= Colonial Land and Emigration Commission =

Former British Government Agency

The Colonial Land and Emigration Commission (CLEC), also known as the Colonial Land and Emigration Board, was a British government authority under the supervision of the Secretary of State for the Colonies that facilitated emigration within the British Empire. Established by a formal commission from Queen Victoria on 14 January 1840, the commission took over the responsibilities of two existing government offices, the South Australian Colonization Commission, and the Agent-General for Emigration.

== History ==
In 1837 Thomas Frederick Elliot (1808–1880) had been appointed to the latter post, and he became a member of the new body. Most immigrants it assisted settled in the settler colonies of New South Wales, Victoria, and South Australia, with smaller numbers settling in British colonies in New Zealand, the Falkland Islands, in parts of Australia, and South Africa (the Cape of Good Hope). The commission issued reports showing total numbers of immigrants to various colonies, which were published in newspapers, and also published the Colonization Circular from at least 1843 to 1870.

In 1852, shortly after qualifying, Irish surgeon Andrew Sexton Gray was appointed as a surgeon-superintendent for the commission, which involved accompanying migrants on assisted passage schemes as the ship's chief medical officer, as well as maintaining their welfare and discipline.

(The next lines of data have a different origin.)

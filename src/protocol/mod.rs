//! Protocol module - wire frames, codec, typed events and session keys.
//!
//! - JSON frame kinds: request, response, event
//! - Codec that drops unknown discriminants instead of failing the stream
//! - Typed event variants validated once per frame
//! - The session key classifier used by routing

mod codec;
mod events;
mod frame;
mod session_key;

pub use codec::FrameCodec;
pub use events::{
    names as event_names, AgentEvent, AgentStream, ChatEvent, ChatPayload, CompactionEvent,
    GatewayEvent, LifecyclePhase, PresenceEvent, UsageEvent,
};
pub use frame::{generate_request_id, ErrorShape, EventFrame, Frame, RequestFrame, ResponseFrame};
pub use session_key::{
    classify_session_key, column_session_key, is_subagent_key, SessionTarget, AGENT_SEGMENT,
    SUBAGENT_SEGMENT,
};

/// Protocol version range announced in the `connect` handshake.
pub const PROTOCOL_VERSION: u32 = 3;
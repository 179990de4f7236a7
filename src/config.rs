//! Client configuration.
//!
//! [`ClientConfig`] is plain data: deserializable from JSON (camelCase,
//! every field optional) and overridable from the environment. Durations
//! are stored as milliseconds.
//!
//! # Example
//!
//! ```
//! use gateway_client::config::ClientConfig;
//!
//! let config: ClientConfig =
//!     serde_json::from_str(r#"{"url": "ws://10.0.0.2:18789", "requestTimeoutMs": 5000}"#).unwrap();
//! assert_eq!(config.main_agent, "main");
//! assert_eq!(config.request_timeout().unwrap().as_secs(), 5);
//! ```

use std::time::Duration;

use serde::{Deserialize, Serialize};

use crate::error::{GatewayError, Result};
use crate::writer::{
    WriterConfig, DEFAULT_BACKPRESSURE_TIMEOUT, DEFAULT_CHANNEL_CAPACITY,
    DEFAULT_MAX_PENDING_FRAMES,
};

/// Default gateway address.
pub const DEFAULT_URL: &str = "ws://127.0.0.1:18789";

/// Default remote agent used for column session keys.
pub const DEFAULT_MAIN_AGENT: &str = "main";

/// Column receiving events whose key names no column.
pub const DEFAULT_COLUMN: &str = "main";

/// Environment variable overriding [`ClientConfig::url`].
pub const ENV_URL: &str = "GATEWAY_URL";
/// Environment variable overriding [`ClientConfig::token`].
pub const ENV_TOKEN: &str = "GATEWAY_TOKEN";
/// Environment variable overriding [`ClientConfig::main_agent`].
pub const ENV_MAIN_AGENT: &str = "GATEWAY_MAIN_AGENT";

/// Connection and behaviour settings of a gateway client.
#[derive(Debug, Clone, PartialEq, Serialize, Deserialize)]
#[serde(rename_all = "camelCase", default)]
pub struct ClientConfig {
    /// Websocket URL of the gateway.
    pub url: String,
    /// Auth token sent with the `connect` handshake.
    #[serde(skip_serializing_if = "Option::is_none")]
    pub token: Option<String>,
    /// Name announced to the gateway.
    pub client_name: String,
    /// Remote agent addressed by column session keys.
    pub main_agent: String,
    /// Column receiving events without a column segment.
    pub default_column: String,
    /// Per-call timeout; `0` disables it.
    pub request_timeout_ms: u64,
    /// Websocket upgrade plus handshake timeout.
    pub connect_timeout_ms: u64,
    /// Maximum silence before the connection is considered dead; `0`
    /// disables the check.
    pub liveness_timeout_ms: u64,
    pub backoff_initial_ms: u64,
    pub backoff_max_ms: u64,
    /// Session snapshot refresh interval; `0` disables polling.
    pub session_poll_interval_ms: u64,
    pub writer_channel_capacity: usize,
    pub writer_max_pending_frames: usize,
    pub writer_backpressure_timeout_ms: u64,
}

impl Default for ClientConfig {
    fn default() -> Self {
        Self {
            url: DEFAULT_URL.to_string(),
            token: None,
            client_name: env!("CARGO_PKG_NAME").to_string(),
            main_agent: DEFAULT_MAIN_AGENT.to_string(),
            default_column: DEFAULT_COLUMN.to_string(),
            request_timeout_ms: 30_000,
            connect_timeout_ms: 10_000,
            liveness_timeout_ms: 60_000,
            backoff_initial_ms: 500,
            backoff_max_ms: 30_000,
            session_poll_interval_ms: 0,
            writer_channel_capacity: DEFAULT_CHANNEL_CAPACITY,
            writer_max_pending_frames: DEFAULT_MAX_PENDING_FRAMES,
            writer_backpressure_timeout_ms: DEFAULT_BACKPRESSURE_TIMEOUT.as_millis() as u64,
        }
    }
}

fn optional(ms: u64) -> Option<Duration> {
    (ms > 0).then(|| Duration::from_millis(ms))
}

impl ClientConfig {
    /// Defaults overridden by `GATEWAY_URL`, `GATEWAY_TOKEN` and
    /// `GATEWAY_MAIN_AGENT` when set and non-empty.
    pub fn from_env() -> Self {
        Self::default().with_env(|name| std::env::var(name).ok())
    }

    /// Apply overrides from a variable lookup.
    pub fn with_env(mut self, lookup: impl Fn(&str) -> Option<String>) -> Self {
        let get = |name: &str| lookup(name).filter(|v| !v.trim().is_empty());
        if let Some(url) = get(ENV_URL) {
            self.url = url;
        }
        if let Some(token) = get(ENV_TOKEN) {
            self.token = Some(token);
        }
        if let Some(agent) = get(ENV_MAIN_AGENT) {
            self.main_agent = agent;
        }
        self
    }

    /// Reject settings the client cannot run with.
    pub fn validate(&self) -> Result<()> {
        if !(self.url.starts_with("ws://") || self.url.starts_with("wss://")) {
            return Err(GatewayError::Config(format!(
                "url must be ws:// or wss://, got {:?}",
                self.url
            )));
        }
        for (field, value) in [
            ("mainAgent", &self.main_agent),
            ("defaultColumn", &self.default_column),
        ] {
            if value.is_empty() || value.contains(':') {
                return Err(GatewayError::Config(format!(
                    "{} must be a non-empty key segment, got {:?}",
                    field, value
                )));
            }
        }
        Ok(())
    }

    pub fn request_timeout(&self) -> Option<Duration> {
        optional(self.request_timeout_ms)
    }

    pub fn connect_timeout(&self) -> Duration {
        Duration::from_millis(self.connect_timeout_ms.max(1))
    }

    pub fn liveness_timeout(&self) -> Option<Duration> {
        optional(self.liveness_timeout_ms)
    }

    pub fn backoff_initial(&self) -> Duration {
        Duration::from_millis(self.backoff_initial_ms)
    }

    pub fn backoff_max(&self) -> Duration {
        Duration::from_millis(self.backoff_max_ms)
    }

    pub fn session_poll_interval(&self) -> Option<Duration> {
        optional(self.session_poll_interval_ms)
    }

    /// Settings of the outbound writer task.
    pub fn writer_config(&self) -> WriterConfig {
        WriterConfig {
            max_pending_frames: self.writer_max_pending_frames.max(1),
            channel_capacity: self.writer_channel_capacity.max(1),
            backpressure_timeout: Duration::from_millis(self.writer_backpressure_timeout_ms),
        }
    }
}
//! Correlation table - maps outstanding request ids to waiting callers.
//!
//! Each call registers its id and receives a [`PendingResponse`]. The read
//! loop completes entries as responses arrive; disconnects reject every
//! entry at once. Resolution is one-shot: an entry is removed by whichever
//! of resolve / reject / cancel / timeout happens first, and later attempts
//! for the same id are no-ops.
//!
//! # Example
//!
//! ```
//! use gateway_client::correlation::CorrelationTable;
//! use serde_json::json;
//!
//! # #[tokio::main(flavor = "current_thread")]
//! # async fn main() {
//! let table = CorrelationTable::new();
//! let pending = table.register("req-1", "models.list").unwrap();
//!
//! assert!(table.resolve("req-1", json!({"models": []})));
//! assert_eq!(pending.wait().await.unwrap(), json!({"models": []}));
//! # }
//! ```

use std::collections::HashMap;
use std::sync::{Arc, Mutex, MutexGuard, PoisonError};
use std::time::{Duration, Instant};

use serde_json::Value;
use tokio::sync::oneshot;

use crate::error::{GatewayError, Result};
use crate::protocol::ResponseFrame;

type CallResult = Result<Value>;

/// Book-keeping for one outstanding call.
#[derive(Debug)]
struct PendingCall {
    method: String,
    created_at: Instant,
    tx: oneshot::Sender<CallResult>,
}

type PendingMap = Arc<Mutex<HashMap<String, PendingCall>>>;

fn lock_map(map: &PendingMap) -> MutexGuard<'_, HashMap<String, PendingCall>> {
    map.lock().unwrap_or_else(PoisonError::into_inner)
}

/// Table of in-flight calls.
///
/// Cheaply cloneable; clones share the same table.
#[derive(Debug, Clone, Default)]
pub struct CorrelationTable {
    pending: PendingMap,
}

impl CorrelationTable {
    /// Create an empty table.
    pub fn new() -> Self {
        Self::default()
    }

    /// Register an outstanding call.
    ///
    /// # Errors
    ///
    /// `DuplicateRequestId` if `id` is already pending.
    pub fn register(&self, id: &str, method: &str) -> Result<PendingResponse> {
        let mut pending = lock_map(&self.pending);
        if pending.contains_key(id) {
            return Err(GatewayError::DuplicateRequestId(id.to_string()));
        }

        let (tx, rx) = oneshot::channel();
        pending.insert(
            id.to_string(),
            PendingCall {
                method: method.to_string(),
                created_at: Instant::now(),
                tx,
            },
        );

        Ok(PendingResponse {
            id: id.to_string(),
            method: method.to_string(),
            rx,
            table: self.pending.clone(),
        })
    }

    fn take(&self, id: &str) -> Option<PendingCall> {
        lock_map(&self.pending).remove(id)
    }

    fn deliver(&self, id: &str, outcome: CallResult) -> bool {
        let Some(call) = self.take(id) else {
            tracing::debug!("Response for unknown request {} (late or duplicate)", id);
            return false;
        };

        tracing::trace!(
            "Completing {} ({}) after {:?}",
            id,
            call.method,
            call.created_at.elapsed()
        );

        if call.tx.send(outcome).is_err() {
            tracing::debug!("Caller of {} ({}) went away before completion", id, call.method);
        }
        true
    }

    /// Resolve a call with a payload. Unknown ids are a no-op.
    pub fn resolve(&self, id: &str, payload: Value) -> bool {
        self.deliver(id, Ok(payload))
    }

    /// Reject a call. Unknown ids are a no-op.
    pub fn reject(&self, id: &str, error: GatewayError) -> bool {
        self.deliver(id, Err(error))
    }

    /// Complete a call from a response frame (`ok=false` becomes `Remote`).
    pub fn complete(&self, response: ResponseFrame) -> bool {
        let id = response.id.clone();
        self.deliver(&id, response.into_result())
    }

    /// Drop a pending call without completing it. The caller observes a
    /// connectivity error.
    pub fn cancel(&self, id: &str) -> bool {
        self.take(id).is_some()
    }

    /// Reject every outstanding call with a connectivity error.
    ///
    /// Returns the number of calls rejected.
    pub fn cancel_all(&self, reason: &str) -> usize {
        let drained: Vec<(String, PendingCall)> = lock_map(&self.pending).drain().collect();
        let count = drained.len();

        for (id, call) in drained {
            tracing::debug!("Cancelling {} ({}): {}", id, call.method, reason);
            let _ = call.tx.send(Err(GatewayError::connectivity(reason)));
        }

        if count > 0 {
            tracing::info!("Rejected {} pending call(s): {}", count, reason);
        }
        count
    }

    /// Whether `id` is outstanding.
    pub fn is_pending(&self, id: &str) -> bool {
        lock_map(&self.pending).contains_key(id)
    }

    /// Number of outstanding calls.
    pub fn len(&self) -> usize {
        lock_map(&self.pending).len()
    }

    /// Whether no call is outstanding.
    pub fn is_empty(&self) -> bool {
        self.len() == 0
    }
}

/// Waitable side of a registered call.
#[derive(Debug)]
pub struct PendingResponse {
    id: String,
    method: String,
    rx: oneshot::Receiver<CallResult>,
    table: PendingMap,
}

impl PendingResponse {
    /// Request id.
    pub fn id(&self) -> &str {
        &self.id
    }

    /// Request method.
    pub fn method(&self) -> &str {
        &self.method
    }

    /// Wait for the call to complete.
    pub async fn wait(self) -> Result<Value> {
        match self.rx.await {
            Ok(outcome) => outcome,
            Err(_) => Err(GatewayError::connectivity(format!(
                "request {} was cancelled",
                self.method
            ))),
        }
    }

    /// Wait with an optional timeout. On timeout the entry is removed from
    /// the table, so a late response is ignored.
    pub async fn wait_timeout(self, timeout: Option<Duration>) -> Result<Value> {
        let Some(limit) = timeout else {
            return self.wait().await;
        };

        let PendingResponse {
            id,
            method,
            rx,
            table,
        } = self;

        match tokio::time::timeout(limit, rx).await {
            Ok(Ok(outcome)) => outcome,
            Ok(Err(_)) => Err(GatewayError::connectivity(format!(
                "request {} was cancelled",
                method
            ))),
            Err(_) => {
                lock_map(&table).remove(&id);
                Err(GatewayError::Timeout {
                    method,
                    timeout: limit,
                })
            }
        }
    }
}
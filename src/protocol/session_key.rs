//! Session key classification.
//!
//! Session keys are colon-delimited paths. This module is the single place
//! that interprets them; routing code matches on [`SessionTarget`] instead of
//! splitting strings itself.
//!
//! Accepted shapes:
//!
//! | key                              | target                               |
//! |----------------------------------|--------------------------------------|
//! | absent or empty                  | `Column(default)`                    |
//! | contains a `subagent` segment    | `Subagent { key, parent }`           |
//! | `agent:<name>`                   | `Column(default)`                    |
//! | `agent:<name>:<columnId>`        | `Column(columnId)`                   |
//! | anything else                    | `Unroutable`                         |
//!
//! # Example
//!
//! ```
//! use gateway_client::protocol::{classify_session_key, column_session_key, SessionTarget};
//!
//! let key = column_session_key("main", "col-a");
//! assert_eq!(key, "agent:main:col-a");
//! assert_eq!(
//!     classify_session_key(Some(&key), "main"),
//!     SessionTarget::Column("col-a".to_string())
//! );
//! ```

/// Segment marking a subagent session.
pub const SUBAGENT_SEGMENT: &str = "subagent";

/// Leading segment of agent-addressed keys.
pub const AGENT_SEGMENT: &str = "agent";

const DELIMITER: char = ':';

/// Where a session key points.
#[derive(Debug, Clone, PartialEq, Eq)]
pub enum SessionTarget {
    /// A user-facing column.
    Column(String),
    /// A gateway-managed subagent session.
    Subagent {
        /// The full session key.
        key: String,
        /// Key of the spawning session, when the path names one.
        parent: Option<String>,
    },
    /// Key shape not understood; events for it are dropped.
    Unroutable,
}

/// Classify an (optional) session key.
pub fn classify_session_key(key: Option<&str>, default_column: &str) -> SessionTarget {
    let key = match key.map(str::trim) {
        None | Some("") => return SessionTarget::Column(default_column.to_string()),
        Some(key) => key,
    };

    let parts: Vec<&str> = key.split(DELIMITER).collect();

    if let Some(pos) = parts.iter().position(|p| *p == SUBAGENT_SEGMENT) {
        let parent = if pos > 0 {
            Some(parts[..pos].join(":"))
        } else {
            None
        };
        return SessionTarget::Subagent {
            key: key.to_string(),
            parent,
        };
    }

    if parts.iter().any(|p| p.is_empty()) || parts[0] != AGENT_SEGMENT {
        return SessionTarget::Unroutable;
    }

    match parts.len() {
        2 => SessionTarget::Column(default_column.to_string()),
        3 => SessionTarget::Column(parts[2].to_string()),
        _ => SessionTarget::Unroutable,
    }
}

/// Whether `key` denotes a subagent session.
pub fn is_subagent_key(key: &str) -> bool {
    key.split(DELIMITER).any(|p| p == SUBAGENT_SEGMENT)
}

/// Build the session key that addresses a column: `agent:<mainAgent>:<columnId>`.
pub fn column_session_key(main_agent: &str, column_id: &str) -> String {
    format!("{AGENT_SEGMENT}:{main_agent}:{column_id}")
}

From 1856 the commission was known generally known as the "Emigration Commission", after the British Government granted Australian colonies control of land sales within their territories. However, technically the full name remained in force until its abolition. It was formally abolished on 31 March 1878, when its staff and remaining functions were transferred to the Colonial Office.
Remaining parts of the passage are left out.